WORK ITEM
Only the lines of the data below from the one with "operates on arbitrary" through the one with "handed to the" are wanted. Repeat them exactly.

Collected data entries
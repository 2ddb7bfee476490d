// SPDX-License-Identifier: BUSL-1.1
// Copyright (c) 2026 Alfred Jean LLC

//! Checkpoint directory naming and the set tracking which have been emitted.

use std::collections::HashSet;
use std::path::{Path, PathBuf};

/// Parse a `checkpoint-<digits>` basename, returning the trailing integer.
///
/// Used both to recognize checkpoint directories (C3) and to compute the
/// `checkpoint` tag on model-kind artifacts (§3 `ArtifactDescriptor`).
pub fn checkpoint_number(basename: &str) -> Option<u64> {
    basename.strip_prefix("checkpoint-")?.parse::<u64>().ok()
}

/// Extract the trailing integer from any directory basename, not just ones
/// matching the `checkpoint-<digits>` pattern exactly (used by
/// `register_model`'s tag computation, which operates on arbitrary
/// checkpoint directory paths per §4.1).
pub fn trailing_number(path: &Path) -> Option<u64> {
    let basename = path.file_name()?.to_str()?;
    let digits: String = basename.chars().rev().take_while(|c| c.is_ascii_digit()).collect();
    if digits.is_empty() {
        return None;
    }
    digits.chars().rev().collect::<String>().parse::<u64>().ok()
}

/// Monotonically growing set of checkpoint paths already handed to the
/// uploader (§3 `CheckpointSet`). `emit` returns `true` at most once per
/// distinct path for the lifetime of the owning watcher.
#[derive(Debug, Default)]
pub struct CheckpointSet {
    seen: HashSet<PathBuf>,
}

impl CheckpointSet {
    pub fn new() -> Self {
        Self { seen: HashSet::new() }
    }

    /// Mark `path` as emitted. Returns `true` if this is the first time;
    /// `false` if it was already emitted.
    pub fn emit(&mut self, path: PathBuf) -> bool {
        self.seen.insert(path)
    }

    pub fn contains(&self, path: &Path) -> bool {
        self.seen.contains(path)
    }

    pub fn len(&self) -> usize {
        self.seen.len()
    }

    pub fn is_empty(&self) -> bool {
        self.seen.is_empty()
    }
}

#[cfg(test)]
#[path = "checkpoint_tests.rs"]
mod tests;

RESPONSE BOX
/// `register_model`'s tag computation, which operates on arbitrary
/// checkpoint directory paths per §4.1).
pub fn trailing_number(path: &Path) -> Option<u64> {
    let basename = path.file_name()?.to_str()?;
    let digits: String = basename.chars().rev().take_while(|c| c.is_ascii_digit()).collect();
    if digits.is_empty() {
        return None;
    }
    digits.chars().rev().collect::<String>().parse::<u64>().ok()
}

/// Monotonically growing set of checkpoint paths already handed to the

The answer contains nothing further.